Sleeping: She is on a regular pattern, but not yet sleeping though the night. The pattern suggests that she should be able to sleep through the night, but she just isn't. For her age that is still considered ok, but just barely.
However, unless we see some major progress in the next three months we get to start meeting with a ton o people. If she starts to really walk, then they expect her weight will plummet. If her foot size is any indication she is just going to get taller, so she really needs to eat better or she will fall off the weight chart. If that happens we will be meeting with a dietitian. I am going a little bit crazy trying to get her to eat. The only foods she will always eat are milk and yogurt. Everything else is so hit and miss it drives me crazy. I no longer prepare food for myself because I know I will just end up eating what I make for her. I have a friend who is a dietitian and she has already given me a few tips to get some extra calories in her milk and yogurt. Coming from a family that has struggled to lose weight it is strange that I am working so hard to get my daughter to gain weight. I think she gets that from her dad. (Seriously, before he started a new med that can make you gain weight he could eat pure fat and not gain weight. You know the stuff you cut off of your steak cause it is just fat? He could eat it, and enjoy it, and still stay the exact same size.)
If she doesn't start walking by her next well check we will have to meet with physical therapists.
If she doesn't start sleeping through the night then we will have to run a bunch of tests to see if she maybe has sleep apnea or something that is preventing her from really resting. (And according to my Dr, the answer isn't just to ignore her when she wakes up at night. We talked about that extensively. With her current sleep pattern that isn't the problem I guess.)
If she doesn't become more vocal then we will start speech therapy.
Now, I realize we have 3 months. That is 1/5 of her life. That is a long time for a kid her age. I just worry that with #2 showing up any day I will have a hard time working as much with #1 as I need to in order to give her the best chance of making the goals we have set.
I talked to the Dr about possible ... What is the politically correct way to say it? Is this just a small developmental delay, or is this going to be a permanent life long problem? In some ways she seems SO smart, but the fact that she is all but behind in everything makes me nervous. As of now the Dr doesn't think it is anything like that. But I still worry. I have quite a few friends with special needs kids. They go through a lot. I can't really imagine what life will be like if we join that group and I have such a young baby as well.

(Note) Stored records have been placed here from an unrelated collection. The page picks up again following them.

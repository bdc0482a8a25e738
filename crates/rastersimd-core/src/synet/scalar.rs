//! Scalar Synet loops over one contiguous run of elements.

use super::TensorElement;

#[inline(always)]
pub(crate) fn norm_bias<const NORM: bool, const BIAS: bool>(value: f32, norm: f32, bias: f32) -> f32 {
    let scaled = if NORM { value * norm } else { value };
    if BIAS {
        scaled + bias
    } else {
        scaled
    }
}

/// `dst[i] = src[i] * norm + bias` with one norm and bias for the run.
pub(crate) fn scale_broadcast<S: TensorElement, D: TensorElement, const NORM: bool, const BIAS: bool>(
    src: &[S],
    norm: f32,
    bias: f32,
    dst: &mut [D],
) {
    for (d, &s) in dst.iter_mut().zip(src) {
        *d = D::from_f32(norm_bias::<NORM, BIAS>(s.to_f32(), norm, bias));
    }
}

/// `dst[i] = src[i] * norm[i] + bias[i]`. A disabled term's slice is not read.
pub(crate) fn scale_elementwise<S: TensorElement, D: TensorElement, const NORM: bool, const BIAS: bool>(
    src: &[S],
    norm: &[f32],
    bias: &[f32],
    dst: &mut [D],
) {
    for (i, (d, &s)) in dst.iter_mut().zip(src).enumerate() {
        let n = if NORM { norm[i] } else { 1.0 };
        let b = if BIAS { bias[i] } else { 0.0 };
        *d = D::from_f32(norm_bias::<NORM, BIAS>(s.to_f32(), n, b));
    }
}

/// `dst[i] = a[i] + b[i]`.
pub(crate) fn add<A: TensorElement, B: TensorElement, D: TensorElement>(a: &[A], b: &[B], dst: &mut [D]) {
    for ((d, &x), &y) in dst.iter_mut().zip(a).zip(b) {
        *d = D::from_f32(x.to_f32() + y.to_f32());
    }
}

/// `dst[i] = src[i]` converted between element types.
pub(crate) fn convert<S: TensorElement, D: TensorElement>(src: &[S], dst: &mut [D]) {
    for (d, &s) in dst.iter_mut().zip(src) {
        *d = D::from_f32(s.to_f32());
    }
}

I've never really felt like a paranoid parent. I have actually had a lot of moms tell me that I am super chill for a first time mom. I'm not so chill anymore. Most days feel like we are fighting all day as I try to get her to eat or speak or walk before I will help her with things. I thought we were dealing with possible tantrums before but that was nothing compared to what we are doing now. I miss my sweet happy girl. It is so hard to watch her throw fits and have to ignore them. I know what she wants. I know how to make her stop. But then she won't learn. Then she will just stay behind.
I've had a lot of other moms tell me that I don't need to worry about it. All of these things will happen when they happen and it isn't a big deal. That is what I thought too, but apparently if she is behind in all of these things there could be something else going on.
I love #1 so much. In the past few weeks we have grown closer as I have slowed down to spend more quality time with her. Our days of just the two of us are rapidly coming to a close and I will miss them. Don't get me wrong, I'm excited for #2 to join us, but I know that will change everything in our lives. I cherish the time I have with #1.
So yeah. That is where we are. I hope that I'm just worrying over nothing and in the coming months something will just magically switch on and all of our problems will work themselves out.
It is going to be an exciting three months!